The counterfactual — no rule at all — is often safer from a detection perspective because it does not create the false confidence that comes from having a rule and does not degrade analyst response through false positive conditioning.

What a Properly Engineered Detection Rule Looks Like

The threshold must be based on adversary behaviour, not internal noise:

The VPN failed-authentication rule should have been set based on the question "what does a credential stuffing attack look like against this endpoint?" — not "what threshold avoids firing on our own employees?"

A credential stuffing attack in 2024 typically distributes attempts across many source IPs to avoid per-IP thresholds. The detection logic should have been:

alert if:
  total_failed_authentications_to_VPN > 50
  from source_ip_count > 20
  within_time_window: 60 minutes

This detects distributed low-and-slow attacks while not triggering on a single user locking themselves out.

The rule must have a defined true positive rate:

Before a detection rule goes to production, it should be tested against known attack patterns to establish what percentage of times it fires it should be firing on something real. A rule with a defined expected true positive rate of 60% will still generate false positives — but analysts know to expect them and the rule is monitored for drift.

The rule must have a defined adversary behaviour it detects:

Rule name: VPN-CRED-STUFFING-DISTRIBUTED-001
MITRE ATT&CK technique: T1110.004 (Credential Stuffing)
Expected adversary behaviour: Multiple source IPs each attempting 1-3 logins within 60 minutes
False positive sources: Automated systems, roaming employees (low probability, review if triggered)
True positive indicator: Geographic spread of source IPs, known credential breach databases

Rules without defined adversary mappings cannot be maintained or improved systematically.

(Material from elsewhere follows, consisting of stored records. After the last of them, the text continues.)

#[cfg(test)]
mod tests {
    use super::*;
    use crate::config::{SimulationConfig, StrategyConfig};
    use crate::data::{NotificationType, TokenStatus};
    use crate::seed::{MockSeedProvider, SeedProvider};
    use crate::simulation::DISCOVERY_TITLE;
    use rust_decimal::Decimal;

    fn engine(discovery_probability: f64, seed: SeedData) -> BotEngine {
        let config = Config {
            simulation: SimulationConfig::deterministic(7, discovery_probability),
            ..Config::default()
        };
        BotEngine::new(&config, seed).unwrap()
    }

    /// Let `n` one-second ticks elapse on the paused clock
    async fn elapse_ticks(n: u64) {
        tokio::time::sleep(Duration::from_millis(n * 1000 + 500)).await;
    }

    #[tokio::test(start_paused = true)]
    async fn test_start_and_stop_toggle_status() {
        let engine = engine(0.0, SeedData::empty());

        engine.start_bot();
        let status = engine.status();
        assert!(status.is_running);
        assert_eq!(status.mode, BotMode::Discovery);
        assert!(status.last_scan.is_some());

        engine.stop_bot();
        let status = engine.status();
        assert!(!status.is_running);
        assert_eq!(status.mode, BotMode::Idle);
    }

    #[tokio::test(start_paused = true)]
    async fn test_uptime_counts_ticks() {
        let engine = engine(0.0, SeedData::empty());
        engine.start_bot();

        elapse_ticks(5).await;

        let state = engine.snapshot();
        assert_eq!(state.status.uptime, 5);
        assert!(state.tokens.is_empty());
        assert!(state.notifications.is_empty());
    }

    #[tokio::test(start_paused = true)]
    async fn test_no_uptime_after_stop() {
        let engine = engine(1.0, SeedData::empty());
        engine.start_bot();
        elapse_ticks(3).await;
        engine.stop_bot();

        let frozen = engine.snapshot();
        elapse_ticks(10).await;

        let later = engine.snapshot();
        assert_eq!(later.status.uptime, 3);
        assert_eq!(later.tokens.len(), frozen.tokens.len());
        assert_eq!(later.notifications.len(), frozen.notifications.len());
    }

    #[tokio::test(start_paused = true)]
    async fn test_every_discovery_has_matching_notification() {
        let engine = engine(1.0, SeedData::empty());
        engine.start_bot();
        elapse_ticks(4).await;

        let state = engine.snapshot();
        assert_eq!(state.status.uptime, 4);
        assert_eq!(state.tokens.len(), 4);
        assert_eq!(state.notifications.len(), 4);

        for (token, notification) in state.tokens.iter().zip(state.notifications.iter()) {
            assert_eq!(token.status, TokenStatus::Analyzing);
            assert!(!token.is_analyzed);
            assert_eq!(notification.kind, NotificationType::Info);
            assert_eq!(notification.title, DISCOVERY_TITLE);
            assert!(notification.message.contains(&token.symbol));
            assert!(notification.message.contains(&token.liquidity_display()));
            assert!(!notification.read);
        }

        // Newest first
        assert!(state
            .tokens
            .iter()
            .zip(state.tokens.iter().skip(1))
            .all(|(newer, older)| newer.created_at >= older.created_at));
    }

    #[tokio::test(start_paused = true)]
    async fn test_discoveries_prepend_to_seed() {
        let seed = MockSeedProvider.seed();
        let seeded_head = seed.tokens[0].address.clone();
        let seeded_tokens = seed.tokens.len();
        let seeded_notifications = seed.notifications.len();

        let engine = engine(1.0, seed);
        engine.start_bot();
        elapse_ticks(1).await;

        let state = engine.snapshot();
        assert_eq!(state.tokens.len(), seeded_tokens + 1);
        assert_eq!(state.tokens[1].address, seeded_head);
        assert_eq!(state.notifications.len(), seeded_notifications + 1);
        assert_eq!(state.notifications[0].title, DISCOVERY_TITLE);
    }

    #[tokio::test(start_paused = true)]
    async fn test_intermittent_discoveries_pair_with_notifications() {
        let engine = engine(0.2, SeedData::empty());
        engine.start_bot();
        tokio::time::sleep(Duration::from_millis(500)).await;

        let mut discoveries = 0;
        let mut previous = engine.snapshot();
        for tick in 1..=40u64 {
            tokio::time::sleep(Duration::from_secs(1)).await;
            let state = engine.snapshot();
            assert_eq!(state.status.uptime, tick);
            assert_eq!(state.tokens.len(), state.notifications.len());

            if state.tokens.len() > previous.tokens.len() {
                assert_eq!(state.tokens.len(), previous.tokens.len() + 1);
                let token = &state.tokens[0];
                let notification = &state.notifications[0];
                assert_eq!(notification.kind, NotificationType::Info);
                assert_eq!(notification.title, DISCOVERY_TITLE);
                assert!(notification.message.contains(&token.symbol));
                discoveries += 1;
            } else {
                assert_eq!(state.notifications.len(), previous.notifications.len());
            }
            previous = state;
        }

        assert!(discoveries > 0);
        assert!(discoveries < 40);
    }

    #[tokio::test(start_paused = true)]
    async fn test_tiny_address_space_keeps_ticking() {
        let config = Config {
            simulation: SimulationConfig {
                address_suffix_len: 1,
                ..SimulationConfig::deterministic(5, 1.0)
            },
            ..Config::default()
        };
        let engine = BotEngine::new(&config, SeedData::empty()).unwrap();
        engine.start_bot();

        elapse_ticks(80).await;

        let state = engine.snapshot();
        assert_eq!(state.status.uptime, 80);
        assert!(state.tokens.len() <= 36);
        let mut addresses: Vec<_> = state.tokens.iter().map(|t| t.address.clone()).collect();
        addresses.sort();
        addresses.dedup();
        assert_eq!(addresses.len(), state.tokens.len());

        engine.stop_bot();
        assert!(!engine.is_running());
    }

    #[test]
    fn test_engine_rejects_unusable_simulation() {
        let no_suffix = Config {
            simulation: SimulationConfig {
                address_suffix_len: 0,
                ..SimulationConfig::default()
            },
            ..Config::default()
        };
        assert!(matches!(
            BotEngine::new(&no_suffix, SeedData::empty()),
            Err(WraithError::InvalidSimulation(_))
        ));

        let mut overflowing = Config::default();
        overflowing.simulation.liquidity = crate::config::DecimalRange::new(
            Decimal::from(10_000_000_000_000u64),
            Decimal::from(20_000_000_000_000u64),
            18,
        );
        assert!(matches!(
            BotEngine::new(&overflowing, SeedData::empty()),
            Err(WraithError::InvalidSimulation(_))
        ));
    }

    #[tokio::test(start_paused = true)]
    async fn test_double_start_keeps_single_task() {
        let engine = engine(0.0, SeedData::empty());
        engine.start_bot();
        engine.start_bot();
        engine.start_bot();

        elapse_ticks(4).await;
        assert_eq!(engine.status().uptime, 4);

        engine.stop_bot();
        elapse_ticks(3).await;
        assert_eq!(engine.status().uptime, 4);
    }

    #[tokio::test(start_paused = true)]
    async fn test_restart_resumes_uptime() {
        let engine = engine(0.0, SeedData::empty());
        engine.start_bot();
        elapse_ticks(2).await;
        engine.stop_bot();
        elapse_ticks(2).await;
        engine.start_bot();
        elapse_ticks(3).await;

        let status = engine.status();
        assert!(status.is_running);
        assert_eq!(status.uptime, 5);
    }

    #[tokio::test(start_paused = true)]
    async fn test_stale_tick_is_rejected() {
        let engine = engine(1.0, SeedData::empty());
        engine.start_bot();
        let epoch = engine.run_epoch.load(Ordering::Acquire);

        assert!(engine.apply_tick(epoch));
        assert_eq!(engine.status().uptime, 1);

        engine.stop_bot();
        assert!(!engine.apply_tick(epoch));
        assert_eq!(engine.status().uptime, 1);
        assert_eq!(engine.tokens().len(), 1);

        // A tick from the previous run cannot leak into a new one either.
        engine.start_bot();
        assert!(!engine.apply_tick(epoch));
        assert_eq!(engine.status().uptime, 1);
    }

    #[tokio::test]
    async fn test_stop_without_start() {
        let engine = engine(0.0, MockSeedProvider.seed());
        let before = engine.snapshot();

        engine.stop_bot();

        let after = engine.snapshot();
        assert!(!after.status.is_running);
        assert_eq!(after.status.mode, BotMode::Idle);
        assert_eq!(after, before);
    }

    #[tokio::test]
    async fn test_update_config_is_shallow() {
        let engine = engine(0.0, SeedData::empty());
        let original = engine.config();

        engine.update_config(BotConfigUpdate::new().strategy(StrategyConfig {
            min_liquidity: Decimal::from(5_000),
            ..StrategyConfig::default()
        }));

        let config = engine.config();
        assert_eq!(config.strategy.min_liquidity, Decimal::from(5_000));
        assert_eq!(config.chains, original.chains);
        assert_eq!(config.notifications, original.notifications);

        let update = BotConfigUpdate::from_json(r#"{"notifications": {"discord": true}}"#).unwrap();
        engine.update_config(update);
        let config = engine.config();
        assert!(config.notifications.discord);
        assert_eq!(config.strategy.min_liquidity, Decimal::from(5_000));
    }

    #[tokio::test]
    async fn test_mark_notification_as_read_is_idempotent() {
        let engine = engine(0.0, MockSeedProvider.seed());
        let target = engine
            .notifications()
            .into_iter()
            .find(|n| !n.read)
            .unwrap();

        engine.mark_notification_as_read(&target.id);
        let once = engine.notifications();
        engine.mark_notification_as_read(&target.id);
        let twice = engine.notifications();

        assert_eq!(once, twice);
        assert!(once.iter().find(|n| n.id == target.id).unwrap().read);

        engine.mark_notification_as_read("does-not-exist");
        assert_eq!(engine.notifications(), twice);
    }

    #[tokio::test]
    async fn test_clear_notifications() {
        let engine = engine(0.0, MockSeedProvider.seed());
        assert!(!engine.notifications().is_empty());
        engine.clear_notifications();
        assert!(engine.notifications().is_empty());
        engine.clear_notifications();
        assert!(engine.notifications().is_empty());
    }

    #[tokio::test]
    async fn test_connect_wallet_replaces_per_chain() {
        let engine = engine(0.0, SeedData::empty());

        assert!(engine.connect_wallet(Chain::Solana).await.unwrap());
        assert!(engine.connect_wallet(Chain::Solana).await.unwrap());

        let wallets = engine.wallets();
        assert_eq!(wallets.iter().filter(|w| w.chain == Chain::Solana).count(), 1);
        assert_eq!(wallets[0].address, crate::defaults::MOCK_WALLET_ADDRESS);
        assert_eq!(wallets[0].balance, crate::defaults::MOCK_WALLET_BALANCE);

        engine.disconnect_wallet(Chain::Solana);
        assert!(engine.wallets().is_empty());
        engine.disconnect_wallet(Chain::Solana);
        assert!(engine.wallets().is_empty());
    }

    struct RejectingProvider;

    #[async_trait::async_trait]
    impl WalletProvider for RejectingProvider {
        async fn connect(&self, _chain: Chain) -> Result<WalletInfo> {
            Err(WraithError::Wallet("user rejected the request".to_string()))
        }

        fn name(&self) -> &str {
            "rejecting"
        }
    }

    #[tokio::test]
    async fn test_wallet_provider_error_leaves_wallets_untouched() {
        let engine = BotEngine::with_wallet_provider(
            &Config::default(),
            SeedData::empty(),
            Arc::new(RejectingProvider),
        )
        .unwrap();

        let result = engine.connect_wallet(Chain::Solana).await;
        assert!(matches!(result, Err(WraithError::Wallet(_))));
        assert!(engine.wallets().is_empty());
    }

    #[tokio::test(start_paused = true)]
    async fn test_subscribers_see_ticks() {
        let engine = engine(0.0, SeedData::empty());
        let mut rx = engine.subscribe();
        rx.borrow_and_update();

        engine.start_bot();
        rx.changed().await.unwrap();
        assert!(rx.borrow_and_update().status.is_running);

        rx.changed().await.unwrap();
        assert_eq!(rx.borrow_and_update().status.uptime, 1);
    }

    #[tokio::test(start_paused = true)]
    async fn test_handle_fails_after_engine_dropped() {
        let engine = engine(0.0, SeedData::empty());
        let handle = engine.handle();
        let rx = engine.subscribe();

        handle.get().unwrap().start_bot();
        elapse_ticks(2).await;
        assert_eq!(handle.get().unwrap().status().uptime, 2);

        drop(engine);
        elapse_ticks(3).await;

        assert!(matches!(handle.get(), Err(WraithError::EngineUnavailable)));
        assert!(!handle.is_available());
        let last = rx.borrow();
        assert_eq!(last.status.uptime, 2);
        assert!(!last.status.is_running);
    }

    #[tokio::test(start_paused = true)]
    async fn test_shutdown_refuses_restart() {
        let engine = engine(0.0, SeedData::empty());
        let handle = engine.handle();
        engine.start_bot();
        engine.shutdown();

        assert!(!engine.is_running());
        assert!(handle.get().is_err());

        engine.start_bot();
        elapse_ticks(2).await;
        assert!(!engine.is_running());
        assert_eq!(engine.status().uptime, 0);
    }
}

SIEM alert configuration and monitoring

The Alert Fatigue Audit

If your SOC has rules that fire more than 5 times per day with a less than 5% confirmed incident rate, they require immediate review. The specific questions:

1. What is the alert's true positive rate over the last 90 days?

Every alert should have documented outcomes: confirmed malicious, confirmed false positive, inconclusive. Rules with true positive rates below 10% need to be suppressed, tuned, or eliminated.

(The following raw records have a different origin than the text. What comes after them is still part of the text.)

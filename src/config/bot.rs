//! Dashboard bot configuration and shallow-merge updates

use crate::data::Chain;
use crate::error::Result;
use rust_decimal::Decimal;
use serde::{Deserialize, Serialize};

/// Connection settings for a single chain
#[derive(Debug, Clone, PartialEq, Serialize, Deserialize)]
#[serde(default)]
pub struct ChainSettings {
    pub enabled: bool,
    pub rpc_url: String,
}

impl Default for ChainSettings {
    fn default() -> Self {
        Self {
            enabled: true,
            rpc_url: crate::defaults::SOLANA_RPC_URL.to_string(),
        }
    }
}

/// Per-chain settings, one entry per supported chain
#[derive(Debug, Clone, PartialEq, Default, Serialize, Deserialize)]
#[serde(default)]
pub struct ChainsConfig {
    pub solana: ChainSettings,
}

impl ChainsConfig {
    pub fn get(&self, chain: Chain) -> &ChainSettings {
        match chain {
            Chain::Solana => &self.solana,
        }
    }
}

/// Sniping strategy thresholds.
///
/// Percentages are whole numbers (60 = 60%). Ranges are not enforced here.
#[derive(Debug, Clone, PartialEq, Serialize, Deserialize)]
#[serde(default)]
pub struct StrategyConfig {
    pub min_liquidity: Decimal,
    pub max_whale_percentage: Decimal,
    pub target_profit: Decimal,
    pub stop_loss: Decimal,
    pub buy_amount: Decimal,
    pub slippage: Decimal,
}

impl Default for StrategyConfig {
    fn default() -> Self {
        Self {
            min_liquidity: crate::defaults::MIN_LIQUIDITY,
            max_whale_percentage: crate::defaults::MAX_WHALE_PERCENTAGE,
            target_profit: crate::defaults::TARGET_PROFIT,
            stop_loss: crate::defaults::STOP_LOSS,
            buy_amount: crate::defaults::BUY_AMOUNT,
            slippage: crate::defaults::SLIPPAGE,
        }
    }
}

/// Notification channel toggles
#[derive(Debug, Clone, PartialEq, Serialize, Deserialize)]
#[serde(default)]
pub struct NotificationSettings {
    pub telegram: bool,
    pub discord: bool,
    pub email: bool,
}

impl Default for NotificationSettings {
    fn default() -> Self {
        Self {
            telegram: true,
            discord: false,
            email: false,
        }
    }
}

/// Configuration shown and edited on the dashboard
#[derive(Debug, Clone, PartialEq, Default, Serialize, Deserialize)]
#[serde(default)]
pub struct BotConfig {
    pub chains: ChainsConfig,
    pub strategy: StrategyConfig,
    pub notifications: NotificationSettings,
}

impl BotConfig {
    /// Shallow merge: every section present in `update` replaces the current section
    /// wholesale, absent sections are kept.
    pub fn apply(&mut self, update: BotConfigUpdate) {
        if let Some(chains) = update.chains {
            self.chains = chains;
        }
        if let Some(strategy) = update.strategy {
            self.strategy = strategy;
        }
        if let Some(notifications) = update.notifications {
            self.notifications = notifications;
        }
    }

    /// Return a merged copy, leaving `self` untouched
    pub fn merged(&self, update: BotConfigUpdate) -> Self {
        let mut merged = self.clone();
        merged.apply(update);
        merged
    }
}

/// Partial update for [`BotConfig`].
///
/// A section given in JSON with missing fields is completed from defaults,
/// never from the current configuration.
#[derive(Debug, Clone, PartialEq, Default, Serialize, Deserialize)]
pub struct BotConfigUpdate {
    #[serde(default, skip_serializing_if = "Option::is_none")]
    pub chains: Option<ChainsConfig>,
    #[serde(default, skip_serializing_if = "Option::is_none")]
    pub strategy: Option<StrategyConfig>,
    #[serde(default, skip_serializing_if = "Option::is_none")]
    pub notifications: Option<NotificationSettings>,
}

impl BotConfigUpdate {
    pub fn new() -> Self {
        Self::default()
    }

    pub fn chains(mut self, chains: ChainsConfig) -> Self {
        self.chains = Some(chains);
        self
    }

    pub fn strategy(mut self, strategy: StrategyConfig) -> Self {
        self.strategy = Some(strategy);
        self
    }

    pub fn notifications(mut self, notifications: NotificationSettings) -> Self {
        self.notifications = Some(notifications);
        self
    }

    /// Parse an update sent by presentation code
    pub fn from_json(json: &str) -> Result<Self> {
        Ok(serde_json::from_str(json)?)
    }

    pub fn is_empty(&self) -> bool {
        self.chains.is_none() && self.strategy.is_none() && self.notifications.is_none()
    }
}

2. Is the threshold based on adversary behaviour or operational noise?

If the threshold was set by asking "what avoids false positives from our internal systems," it is likely wrong. The threshold should be set by asking "what does this specific attack technique look like in telemetry data."

3. Does the rule detect what it claims to detect?

Run a purple team test: have a red team execute the technique the rule is supposed to detect, and verify that the rule fires. A significant percentage of detection rules, when tested, fail to detect the technique they were written to detect.

4. Has the rule been reviewed in the last 90 days?

Detection rules are not static. Adversary techniques evolve. Infrastructure changes. A rule that was accurate six months ago may be firing on legitimate behaviour that emerged after its last review.

The Detection Engineering Improvement Loop

Detection engineering is not a one-time activity. It is a continuous improvement cycle that mirrors the adversary's evolution:

  1. Map coverage — identify which MITRE ATT&CK techniques you have detection rules for and which you don't
  2. Test detection — purple team exercises verify that rules fire when techniques are used
  3. Measure fidelity — track true positive rates and set alerts for rules that drop below threshold
  4. Tune or eliminate — rules below acceptable fidelity are tuned or removed
  5. Close gaps — techniques without detection coverage are prioritised for new rule development

The goal is not more rules. It is better rules. A SOC with 200 high-fidelity rules that detect real attacks reliably is significantly more effective than a SOC with 2,000 rules that collectively produce noise and miss the attacks they were supposed to catch.

The rule that fires daily and catches nothing is not a safety net. It is technical debt that is actively making your SOC worse.